Problem:
The expected result is the material below, reproduced exactly from its first line through the line containing "pub mod handlers;".

** Recorded data follows **

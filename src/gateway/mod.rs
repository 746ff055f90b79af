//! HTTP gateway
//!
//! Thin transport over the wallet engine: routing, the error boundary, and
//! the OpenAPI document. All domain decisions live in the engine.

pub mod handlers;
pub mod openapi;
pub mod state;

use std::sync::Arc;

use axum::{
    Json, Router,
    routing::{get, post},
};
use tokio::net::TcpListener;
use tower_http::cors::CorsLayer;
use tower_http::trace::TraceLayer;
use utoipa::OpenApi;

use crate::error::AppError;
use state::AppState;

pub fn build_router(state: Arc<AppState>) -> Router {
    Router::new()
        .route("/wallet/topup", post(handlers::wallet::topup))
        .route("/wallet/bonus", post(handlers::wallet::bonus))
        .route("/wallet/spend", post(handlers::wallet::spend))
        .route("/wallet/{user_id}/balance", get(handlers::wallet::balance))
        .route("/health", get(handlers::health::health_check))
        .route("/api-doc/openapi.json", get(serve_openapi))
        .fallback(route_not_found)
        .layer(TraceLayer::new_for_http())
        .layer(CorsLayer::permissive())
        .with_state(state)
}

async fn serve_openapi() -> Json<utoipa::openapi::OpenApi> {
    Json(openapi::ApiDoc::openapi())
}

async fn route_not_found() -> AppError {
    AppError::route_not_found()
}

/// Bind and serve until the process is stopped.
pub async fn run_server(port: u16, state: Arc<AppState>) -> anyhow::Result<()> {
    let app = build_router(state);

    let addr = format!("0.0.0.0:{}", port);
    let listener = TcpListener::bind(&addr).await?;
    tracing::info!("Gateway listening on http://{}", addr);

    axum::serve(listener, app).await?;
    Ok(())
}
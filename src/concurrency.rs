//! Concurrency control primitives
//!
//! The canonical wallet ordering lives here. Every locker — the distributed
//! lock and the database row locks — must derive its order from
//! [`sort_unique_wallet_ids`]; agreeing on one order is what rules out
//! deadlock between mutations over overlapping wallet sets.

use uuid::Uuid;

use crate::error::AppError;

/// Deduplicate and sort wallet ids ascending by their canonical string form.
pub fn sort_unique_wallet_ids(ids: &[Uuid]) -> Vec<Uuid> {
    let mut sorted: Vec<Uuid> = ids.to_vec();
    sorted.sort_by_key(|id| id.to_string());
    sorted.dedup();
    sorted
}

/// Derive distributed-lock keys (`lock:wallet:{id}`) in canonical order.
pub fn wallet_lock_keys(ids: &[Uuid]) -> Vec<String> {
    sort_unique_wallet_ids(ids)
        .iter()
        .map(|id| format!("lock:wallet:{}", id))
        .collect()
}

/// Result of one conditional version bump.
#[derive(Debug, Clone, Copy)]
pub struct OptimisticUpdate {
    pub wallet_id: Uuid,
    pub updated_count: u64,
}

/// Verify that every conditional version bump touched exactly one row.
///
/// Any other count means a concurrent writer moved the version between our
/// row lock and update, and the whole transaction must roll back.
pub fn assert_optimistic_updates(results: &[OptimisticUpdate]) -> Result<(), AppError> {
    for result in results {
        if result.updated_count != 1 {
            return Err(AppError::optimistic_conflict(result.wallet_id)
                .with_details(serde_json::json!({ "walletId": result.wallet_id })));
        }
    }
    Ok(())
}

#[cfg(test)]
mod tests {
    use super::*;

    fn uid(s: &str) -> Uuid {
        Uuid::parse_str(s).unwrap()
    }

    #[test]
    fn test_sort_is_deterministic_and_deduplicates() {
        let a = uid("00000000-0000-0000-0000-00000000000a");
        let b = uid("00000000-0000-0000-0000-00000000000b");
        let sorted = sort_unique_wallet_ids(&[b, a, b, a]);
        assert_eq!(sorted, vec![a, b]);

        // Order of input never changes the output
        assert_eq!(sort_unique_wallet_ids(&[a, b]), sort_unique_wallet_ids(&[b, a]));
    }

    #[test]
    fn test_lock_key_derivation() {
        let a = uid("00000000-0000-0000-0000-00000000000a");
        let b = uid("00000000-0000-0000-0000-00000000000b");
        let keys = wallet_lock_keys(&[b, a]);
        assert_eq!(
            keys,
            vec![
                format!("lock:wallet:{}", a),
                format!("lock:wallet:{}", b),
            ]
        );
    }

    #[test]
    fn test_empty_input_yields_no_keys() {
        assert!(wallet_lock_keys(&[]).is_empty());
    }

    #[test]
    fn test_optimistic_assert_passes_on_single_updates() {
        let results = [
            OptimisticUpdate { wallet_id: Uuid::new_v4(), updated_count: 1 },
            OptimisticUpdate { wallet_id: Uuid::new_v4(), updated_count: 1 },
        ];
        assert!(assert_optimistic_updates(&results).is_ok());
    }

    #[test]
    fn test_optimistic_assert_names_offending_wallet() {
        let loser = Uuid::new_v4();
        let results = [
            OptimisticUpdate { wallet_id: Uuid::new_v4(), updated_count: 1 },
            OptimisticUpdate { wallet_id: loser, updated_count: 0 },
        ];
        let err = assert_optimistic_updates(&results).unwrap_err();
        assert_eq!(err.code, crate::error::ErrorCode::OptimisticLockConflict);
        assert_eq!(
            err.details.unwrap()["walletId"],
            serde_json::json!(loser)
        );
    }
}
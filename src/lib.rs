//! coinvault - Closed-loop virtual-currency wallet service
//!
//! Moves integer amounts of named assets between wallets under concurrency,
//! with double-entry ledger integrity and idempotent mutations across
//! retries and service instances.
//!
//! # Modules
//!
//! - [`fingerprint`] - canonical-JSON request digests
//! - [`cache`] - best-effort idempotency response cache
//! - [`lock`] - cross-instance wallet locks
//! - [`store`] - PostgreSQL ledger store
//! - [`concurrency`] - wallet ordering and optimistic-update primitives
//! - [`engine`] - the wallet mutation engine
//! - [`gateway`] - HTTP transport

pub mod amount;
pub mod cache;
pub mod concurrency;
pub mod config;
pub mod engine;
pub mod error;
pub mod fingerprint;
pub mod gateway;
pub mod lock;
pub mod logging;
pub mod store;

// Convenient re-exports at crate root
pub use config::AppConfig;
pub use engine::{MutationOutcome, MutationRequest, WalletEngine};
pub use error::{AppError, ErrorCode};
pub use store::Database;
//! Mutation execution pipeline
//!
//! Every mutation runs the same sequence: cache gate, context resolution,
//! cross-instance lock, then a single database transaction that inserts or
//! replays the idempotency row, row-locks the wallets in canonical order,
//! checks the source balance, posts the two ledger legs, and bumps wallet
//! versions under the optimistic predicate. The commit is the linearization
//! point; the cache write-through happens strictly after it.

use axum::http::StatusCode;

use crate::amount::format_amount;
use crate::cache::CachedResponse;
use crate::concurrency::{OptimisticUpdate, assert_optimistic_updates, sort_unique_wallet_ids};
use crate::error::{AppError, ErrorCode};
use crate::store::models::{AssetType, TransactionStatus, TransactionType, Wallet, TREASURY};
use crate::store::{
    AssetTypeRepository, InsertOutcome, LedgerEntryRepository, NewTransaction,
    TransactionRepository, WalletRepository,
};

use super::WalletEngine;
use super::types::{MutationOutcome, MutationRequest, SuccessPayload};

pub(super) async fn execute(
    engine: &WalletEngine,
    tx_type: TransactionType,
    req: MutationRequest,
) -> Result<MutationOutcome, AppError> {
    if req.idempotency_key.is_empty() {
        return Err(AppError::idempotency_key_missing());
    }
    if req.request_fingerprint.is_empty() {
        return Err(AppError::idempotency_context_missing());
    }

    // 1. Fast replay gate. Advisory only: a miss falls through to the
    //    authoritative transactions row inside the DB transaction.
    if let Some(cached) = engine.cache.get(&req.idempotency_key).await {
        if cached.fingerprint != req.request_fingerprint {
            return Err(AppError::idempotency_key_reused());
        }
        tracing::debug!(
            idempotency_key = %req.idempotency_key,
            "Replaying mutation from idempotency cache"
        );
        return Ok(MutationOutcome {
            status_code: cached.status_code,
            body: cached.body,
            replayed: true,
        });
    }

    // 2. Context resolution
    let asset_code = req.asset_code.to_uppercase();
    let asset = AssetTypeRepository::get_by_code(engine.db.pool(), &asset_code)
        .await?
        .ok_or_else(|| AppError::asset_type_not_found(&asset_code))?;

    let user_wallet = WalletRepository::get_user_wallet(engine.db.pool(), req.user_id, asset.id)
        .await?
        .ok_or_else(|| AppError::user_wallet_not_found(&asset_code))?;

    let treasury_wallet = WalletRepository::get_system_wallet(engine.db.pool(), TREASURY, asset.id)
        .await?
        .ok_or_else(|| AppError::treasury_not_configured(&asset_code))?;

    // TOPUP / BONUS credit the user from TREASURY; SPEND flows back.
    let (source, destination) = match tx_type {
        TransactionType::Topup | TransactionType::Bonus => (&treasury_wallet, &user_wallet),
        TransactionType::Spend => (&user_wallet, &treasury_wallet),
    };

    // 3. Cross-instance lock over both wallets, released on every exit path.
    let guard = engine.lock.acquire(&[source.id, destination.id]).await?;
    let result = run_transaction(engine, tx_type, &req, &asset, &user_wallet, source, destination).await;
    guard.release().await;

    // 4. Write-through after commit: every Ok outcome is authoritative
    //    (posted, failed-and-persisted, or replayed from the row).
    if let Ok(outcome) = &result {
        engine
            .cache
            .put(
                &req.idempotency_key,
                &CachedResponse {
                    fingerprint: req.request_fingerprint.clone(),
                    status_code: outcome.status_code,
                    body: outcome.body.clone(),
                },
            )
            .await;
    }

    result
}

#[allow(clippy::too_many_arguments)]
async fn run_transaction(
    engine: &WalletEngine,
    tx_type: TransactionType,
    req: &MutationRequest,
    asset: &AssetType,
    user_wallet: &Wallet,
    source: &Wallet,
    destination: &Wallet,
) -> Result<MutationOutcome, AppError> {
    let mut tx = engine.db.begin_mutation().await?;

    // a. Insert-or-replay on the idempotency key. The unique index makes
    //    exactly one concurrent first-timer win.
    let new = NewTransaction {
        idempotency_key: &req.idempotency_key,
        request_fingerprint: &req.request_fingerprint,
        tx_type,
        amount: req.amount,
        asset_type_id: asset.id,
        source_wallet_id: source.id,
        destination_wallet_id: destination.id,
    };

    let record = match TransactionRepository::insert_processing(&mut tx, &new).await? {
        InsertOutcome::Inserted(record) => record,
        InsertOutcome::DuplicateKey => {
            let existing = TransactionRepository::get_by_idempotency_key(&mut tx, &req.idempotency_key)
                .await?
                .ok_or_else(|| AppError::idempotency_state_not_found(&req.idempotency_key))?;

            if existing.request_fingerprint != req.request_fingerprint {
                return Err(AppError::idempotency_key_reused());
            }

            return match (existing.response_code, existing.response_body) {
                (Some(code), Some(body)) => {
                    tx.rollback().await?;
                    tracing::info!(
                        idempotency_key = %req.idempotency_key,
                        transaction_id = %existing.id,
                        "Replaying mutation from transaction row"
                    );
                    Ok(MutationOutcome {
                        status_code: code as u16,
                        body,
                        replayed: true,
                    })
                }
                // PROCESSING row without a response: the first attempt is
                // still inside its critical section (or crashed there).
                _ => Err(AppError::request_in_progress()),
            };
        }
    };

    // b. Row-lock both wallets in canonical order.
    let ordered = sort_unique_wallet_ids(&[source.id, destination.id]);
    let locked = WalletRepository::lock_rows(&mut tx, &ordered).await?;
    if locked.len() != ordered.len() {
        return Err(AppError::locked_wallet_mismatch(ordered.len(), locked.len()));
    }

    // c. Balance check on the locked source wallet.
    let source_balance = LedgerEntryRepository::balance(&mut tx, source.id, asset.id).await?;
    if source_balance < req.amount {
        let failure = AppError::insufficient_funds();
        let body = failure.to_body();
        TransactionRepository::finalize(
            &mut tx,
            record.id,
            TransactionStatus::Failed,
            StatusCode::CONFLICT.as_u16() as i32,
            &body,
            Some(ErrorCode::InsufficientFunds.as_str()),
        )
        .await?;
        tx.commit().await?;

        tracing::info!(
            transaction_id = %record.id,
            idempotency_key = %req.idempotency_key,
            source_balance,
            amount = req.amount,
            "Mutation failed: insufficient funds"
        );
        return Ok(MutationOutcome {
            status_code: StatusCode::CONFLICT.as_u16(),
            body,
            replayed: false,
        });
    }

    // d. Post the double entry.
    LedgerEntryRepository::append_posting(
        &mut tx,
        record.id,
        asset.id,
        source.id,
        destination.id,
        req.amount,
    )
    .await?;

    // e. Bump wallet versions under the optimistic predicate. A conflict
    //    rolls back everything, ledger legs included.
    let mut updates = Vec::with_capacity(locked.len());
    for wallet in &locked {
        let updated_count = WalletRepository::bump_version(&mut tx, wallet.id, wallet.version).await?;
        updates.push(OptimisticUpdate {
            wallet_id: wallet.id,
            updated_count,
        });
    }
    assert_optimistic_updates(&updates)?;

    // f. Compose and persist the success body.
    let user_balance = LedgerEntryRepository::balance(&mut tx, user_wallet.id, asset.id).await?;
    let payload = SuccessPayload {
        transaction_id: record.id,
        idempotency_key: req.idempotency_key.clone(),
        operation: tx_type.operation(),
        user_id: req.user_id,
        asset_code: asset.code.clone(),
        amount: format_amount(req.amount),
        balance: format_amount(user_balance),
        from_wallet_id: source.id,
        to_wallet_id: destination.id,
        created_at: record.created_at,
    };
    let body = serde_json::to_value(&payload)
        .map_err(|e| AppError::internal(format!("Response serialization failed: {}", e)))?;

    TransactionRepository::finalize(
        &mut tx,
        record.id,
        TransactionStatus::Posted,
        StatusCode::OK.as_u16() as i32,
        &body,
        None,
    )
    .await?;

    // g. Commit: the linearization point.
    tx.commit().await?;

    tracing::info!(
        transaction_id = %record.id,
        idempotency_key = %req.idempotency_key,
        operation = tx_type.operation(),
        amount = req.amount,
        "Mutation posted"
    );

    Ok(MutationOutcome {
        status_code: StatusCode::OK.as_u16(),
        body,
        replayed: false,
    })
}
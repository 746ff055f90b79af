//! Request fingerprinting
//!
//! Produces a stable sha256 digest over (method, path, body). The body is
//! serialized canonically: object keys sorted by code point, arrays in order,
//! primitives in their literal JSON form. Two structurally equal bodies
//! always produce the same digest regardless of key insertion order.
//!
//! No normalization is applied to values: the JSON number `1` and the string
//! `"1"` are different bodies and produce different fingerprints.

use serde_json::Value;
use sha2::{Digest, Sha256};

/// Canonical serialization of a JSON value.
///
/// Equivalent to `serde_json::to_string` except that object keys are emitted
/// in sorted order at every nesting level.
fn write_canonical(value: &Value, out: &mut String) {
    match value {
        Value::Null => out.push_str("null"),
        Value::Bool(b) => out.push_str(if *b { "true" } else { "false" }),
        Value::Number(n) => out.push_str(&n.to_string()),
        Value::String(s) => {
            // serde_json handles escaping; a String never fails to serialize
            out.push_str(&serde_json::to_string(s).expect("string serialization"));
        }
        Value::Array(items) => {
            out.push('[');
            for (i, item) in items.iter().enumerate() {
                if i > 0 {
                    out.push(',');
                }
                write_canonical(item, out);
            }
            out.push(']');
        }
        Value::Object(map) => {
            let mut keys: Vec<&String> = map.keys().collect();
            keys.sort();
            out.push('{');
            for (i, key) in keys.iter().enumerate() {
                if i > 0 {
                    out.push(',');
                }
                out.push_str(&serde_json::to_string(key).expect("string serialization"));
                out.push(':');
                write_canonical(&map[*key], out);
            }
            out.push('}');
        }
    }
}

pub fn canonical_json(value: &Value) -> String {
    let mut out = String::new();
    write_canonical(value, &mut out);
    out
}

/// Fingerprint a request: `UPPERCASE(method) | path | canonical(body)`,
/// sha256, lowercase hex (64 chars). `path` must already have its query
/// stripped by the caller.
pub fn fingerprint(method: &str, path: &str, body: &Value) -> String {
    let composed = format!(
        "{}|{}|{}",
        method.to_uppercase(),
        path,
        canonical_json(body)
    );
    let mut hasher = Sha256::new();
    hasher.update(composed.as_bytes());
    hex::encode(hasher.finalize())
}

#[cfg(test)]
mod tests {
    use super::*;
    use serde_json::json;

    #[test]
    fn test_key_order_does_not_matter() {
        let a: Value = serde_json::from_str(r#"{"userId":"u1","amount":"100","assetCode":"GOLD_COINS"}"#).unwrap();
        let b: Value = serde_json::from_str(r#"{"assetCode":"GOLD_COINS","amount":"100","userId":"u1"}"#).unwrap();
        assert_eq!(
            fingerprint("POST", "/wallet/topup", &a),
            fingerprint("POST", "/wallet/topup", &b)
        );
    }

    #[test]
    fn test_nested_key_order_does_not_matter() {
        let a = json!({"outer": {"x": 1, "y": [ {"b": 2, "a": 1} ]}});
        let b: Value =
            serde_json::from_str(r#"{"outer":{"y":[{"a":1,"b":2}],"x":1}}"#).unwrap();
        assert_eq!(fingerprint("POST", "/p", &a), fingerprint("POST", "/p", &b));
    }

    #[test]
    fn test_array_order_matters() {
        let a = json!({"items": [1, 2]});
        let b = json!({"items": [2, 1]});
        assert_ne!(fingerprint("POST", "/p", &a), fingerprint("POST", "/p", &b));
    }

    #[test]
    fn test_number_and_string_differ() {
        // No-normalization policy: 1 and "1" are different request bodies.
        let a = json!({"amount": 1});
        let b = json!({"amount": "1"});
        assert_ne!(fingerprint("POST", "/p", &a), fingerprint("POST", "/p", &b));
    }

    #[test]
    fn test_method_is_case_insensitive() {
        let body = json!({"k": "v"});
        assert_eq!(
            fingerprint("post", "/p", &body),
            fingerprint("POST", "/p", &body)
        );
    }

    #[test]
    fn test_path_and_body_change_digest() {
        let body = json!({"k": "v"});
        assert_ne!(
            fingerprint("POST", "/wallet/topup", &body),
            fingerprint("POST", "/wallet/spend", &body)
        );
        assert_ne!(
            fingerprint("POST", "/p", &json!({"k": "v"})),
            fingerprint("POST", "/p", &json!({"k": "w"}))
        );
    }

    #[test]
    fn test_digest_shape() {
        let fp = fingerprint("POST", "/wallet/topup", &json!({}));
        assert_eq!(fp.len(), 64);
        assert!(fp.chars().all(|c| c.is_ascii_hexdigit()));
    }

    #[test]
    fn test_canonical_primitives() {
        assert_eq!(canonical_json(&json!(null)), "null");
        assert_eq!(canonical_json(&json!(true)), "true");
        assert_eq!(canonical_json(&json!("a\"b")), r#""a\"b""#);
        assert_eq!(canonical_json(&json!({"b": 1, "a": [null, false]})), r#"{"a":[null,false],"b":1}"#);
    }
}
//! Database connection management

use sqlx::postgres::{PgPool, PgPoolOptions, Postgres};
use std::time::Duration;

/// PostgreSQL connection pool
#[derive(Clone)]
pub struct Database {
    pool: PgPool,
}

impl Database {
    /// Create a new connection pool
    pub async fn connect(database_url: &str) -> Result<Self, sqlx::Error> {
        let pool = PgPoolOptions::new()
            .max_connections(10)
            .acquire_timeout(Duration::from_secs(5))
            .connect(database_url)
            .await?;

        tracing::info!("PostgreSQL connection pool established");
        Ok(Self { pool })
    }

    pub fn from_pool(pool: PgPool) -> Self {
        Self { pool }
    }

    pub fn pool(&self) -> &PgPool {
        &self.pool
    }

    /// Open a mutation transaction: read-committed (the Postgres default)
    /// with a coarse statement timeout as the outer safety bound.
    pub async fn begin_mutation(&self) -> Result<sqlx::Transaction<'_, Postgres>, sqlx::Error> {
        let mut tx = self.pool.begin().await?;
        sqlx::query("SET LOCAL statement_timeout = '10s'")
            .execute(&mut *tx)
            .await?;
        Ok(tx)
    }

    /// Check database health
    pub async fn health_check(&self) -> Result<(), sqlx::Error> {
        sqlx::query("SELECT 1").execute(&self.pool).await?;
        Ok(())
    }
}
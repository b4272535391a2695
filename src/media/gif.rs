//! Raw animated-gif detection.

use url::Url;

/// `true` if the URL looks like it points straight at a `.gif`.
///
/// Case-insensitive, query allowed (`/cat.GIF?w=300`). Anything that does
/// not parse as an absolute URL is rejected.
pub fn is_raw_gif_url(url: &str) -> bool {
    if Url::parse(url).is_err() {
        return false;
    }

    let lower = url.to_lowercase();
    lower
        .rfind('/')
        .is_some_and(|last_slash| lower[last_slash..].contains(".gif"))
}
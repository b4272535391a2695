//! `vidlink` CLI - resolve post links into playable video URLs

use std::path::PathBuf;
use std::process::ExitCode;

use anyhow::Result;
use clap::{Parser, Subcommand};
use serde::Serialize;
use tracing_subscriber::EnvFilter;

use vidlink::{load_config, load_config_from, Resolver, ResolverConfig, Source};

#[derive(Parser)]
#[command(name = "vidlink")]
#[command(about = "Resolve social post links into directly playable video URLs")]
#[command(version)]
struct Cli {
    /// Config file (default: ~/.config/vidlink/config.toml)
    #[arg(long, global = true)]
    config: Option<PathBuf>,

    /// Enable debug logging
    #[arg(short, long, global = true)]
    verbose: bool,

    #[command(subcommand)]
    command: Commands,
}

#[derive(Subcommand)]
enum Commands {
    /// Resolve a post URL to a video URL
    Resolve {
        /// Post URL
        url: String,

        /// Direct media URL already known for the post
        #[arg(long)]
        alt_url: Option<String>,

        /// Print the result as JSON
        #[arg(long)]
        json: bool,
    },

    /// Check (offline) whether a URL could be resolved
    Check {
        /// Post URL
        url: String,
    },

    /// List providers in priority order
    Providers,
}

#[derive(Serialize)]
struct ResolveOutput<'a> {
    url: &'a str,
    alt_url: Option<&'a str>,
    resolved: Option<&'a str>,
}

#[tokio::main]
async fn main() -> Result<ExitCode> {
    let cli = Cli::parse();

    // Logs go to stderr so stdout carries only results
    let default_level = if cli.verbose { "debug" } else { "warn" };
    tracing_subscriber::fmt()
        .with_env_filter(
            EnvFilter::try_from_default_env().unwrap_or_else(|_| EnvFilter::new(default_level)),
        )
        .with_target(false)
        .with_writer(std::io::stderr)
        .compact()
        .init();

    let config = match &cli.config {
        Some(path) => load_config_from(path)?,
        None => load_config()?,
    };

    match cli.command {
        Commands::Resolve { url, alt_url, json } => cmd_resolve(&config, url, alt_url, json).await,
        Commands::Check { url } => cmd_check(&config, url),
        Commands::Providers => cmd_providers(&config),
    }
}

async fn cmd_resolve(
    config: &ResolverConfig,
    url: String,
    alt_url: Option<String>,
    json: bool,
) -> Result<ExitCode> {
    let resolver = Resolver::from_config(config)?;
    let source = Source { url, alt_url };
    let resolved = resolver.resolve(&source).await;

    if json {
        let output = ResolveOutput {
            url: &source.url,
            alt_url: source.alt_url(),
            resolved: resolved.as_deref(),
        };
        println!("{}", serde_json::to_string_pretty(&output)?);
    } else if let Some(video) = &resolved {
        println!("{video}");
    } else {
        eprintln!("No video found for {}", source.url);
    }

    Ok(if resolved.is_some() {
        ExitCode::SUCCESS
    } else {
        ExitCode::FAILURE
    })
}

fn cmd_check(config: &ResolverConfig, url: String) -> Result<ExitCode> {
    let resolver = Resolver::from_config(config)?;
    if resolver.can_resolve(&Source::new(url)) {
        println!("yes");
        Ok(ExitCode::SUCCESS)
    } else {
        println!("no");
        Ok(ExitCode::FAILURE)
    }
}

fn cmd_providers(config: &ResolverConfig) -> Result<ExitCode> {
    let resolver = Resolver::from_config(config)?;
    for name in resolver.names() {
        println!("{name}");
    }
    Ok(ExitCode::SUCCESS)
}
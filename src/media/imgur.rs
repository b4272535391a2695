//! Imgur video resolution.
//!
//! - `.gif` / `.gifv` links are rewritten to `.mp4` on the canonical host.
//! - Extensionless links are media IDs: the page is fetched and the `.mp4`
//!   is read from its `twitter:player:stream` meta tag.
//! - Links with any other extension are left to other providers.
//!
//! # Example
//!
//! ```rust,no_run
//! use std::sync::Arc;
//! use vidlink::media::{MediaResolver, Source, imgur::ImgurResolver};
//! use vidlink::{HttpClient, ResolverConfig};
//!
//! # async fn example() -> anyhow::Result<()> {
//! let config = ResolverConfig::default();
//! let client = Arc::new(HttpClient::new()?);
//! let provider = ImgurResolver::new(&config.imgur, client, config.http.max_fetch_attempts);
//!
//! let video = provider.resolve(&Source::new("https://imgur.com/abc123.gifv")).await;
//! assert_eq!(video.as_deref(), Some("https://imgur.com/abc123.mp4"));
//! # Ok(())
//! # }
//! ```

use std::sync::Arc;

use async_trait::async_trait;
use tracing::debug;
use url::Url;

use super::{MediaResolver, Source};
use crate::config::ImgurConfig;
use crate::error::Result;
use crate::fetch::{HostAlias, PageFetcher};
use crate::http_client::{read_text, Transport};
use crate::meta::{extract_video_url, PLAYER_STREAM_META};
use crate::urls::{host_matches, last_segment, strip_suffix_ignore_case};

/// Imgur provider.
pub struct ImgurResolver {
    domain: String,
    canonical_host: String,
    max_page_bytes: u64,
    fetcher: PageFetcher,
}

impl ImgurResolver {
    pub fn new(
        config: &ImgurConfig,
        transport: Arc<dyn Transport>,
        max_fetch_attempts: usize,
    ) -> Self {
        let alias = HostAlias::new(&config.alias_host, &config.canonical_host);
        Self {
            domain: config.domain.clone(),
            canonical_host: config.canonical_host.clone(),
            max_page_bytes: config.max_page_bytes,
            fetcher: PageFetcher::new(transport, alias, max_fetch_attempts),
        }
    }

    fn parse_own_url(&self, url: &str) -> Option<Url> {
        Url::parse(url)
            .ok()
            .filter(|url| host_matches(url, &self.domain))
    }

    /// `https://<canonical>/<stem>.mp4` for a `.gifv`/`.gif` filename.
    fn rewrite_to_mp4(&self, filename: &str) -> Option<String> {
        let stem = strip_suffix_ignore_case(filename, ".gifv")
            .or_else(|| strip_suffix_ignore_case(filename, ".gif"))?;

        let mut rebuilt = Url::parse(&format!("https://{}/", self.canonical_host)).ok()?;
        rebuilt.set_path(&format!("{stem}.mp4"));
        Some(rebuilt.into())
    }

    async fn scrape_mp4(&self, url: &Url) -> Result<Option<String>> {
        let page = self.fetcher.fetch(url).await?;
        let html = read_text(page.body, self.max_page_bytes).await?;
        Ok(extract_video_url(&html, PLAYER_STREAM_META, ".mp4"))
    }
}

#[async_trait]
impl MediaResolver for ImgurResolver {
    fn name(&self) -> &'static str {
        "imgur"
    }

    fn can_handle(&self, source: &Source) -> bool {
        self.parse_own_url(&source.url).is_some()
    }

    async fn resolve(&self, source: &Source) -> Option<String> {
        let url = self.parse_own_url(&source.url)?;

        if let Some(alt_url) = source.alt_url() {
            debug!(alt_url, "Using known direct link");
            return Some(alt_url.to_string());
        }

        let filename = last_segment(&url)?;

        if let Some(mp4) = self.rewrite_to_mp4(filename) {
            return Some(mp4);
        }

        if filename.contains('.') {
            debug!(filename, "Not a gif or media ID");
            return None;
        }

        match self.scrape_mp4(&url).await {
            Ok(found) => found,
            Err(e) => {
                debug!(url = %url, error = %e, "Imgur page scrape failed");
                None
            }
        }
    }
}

** End of Recorded data **

Solution below:
filename src/gateway/mod.rs
repository 746ff055f90b79af
//! HTTP gateway
//!
//! Thin transport over the wallet engine: routing, the error boundary, and
//! the OpenAPI document. All domain decisions live in the engine.

pub mod handlers;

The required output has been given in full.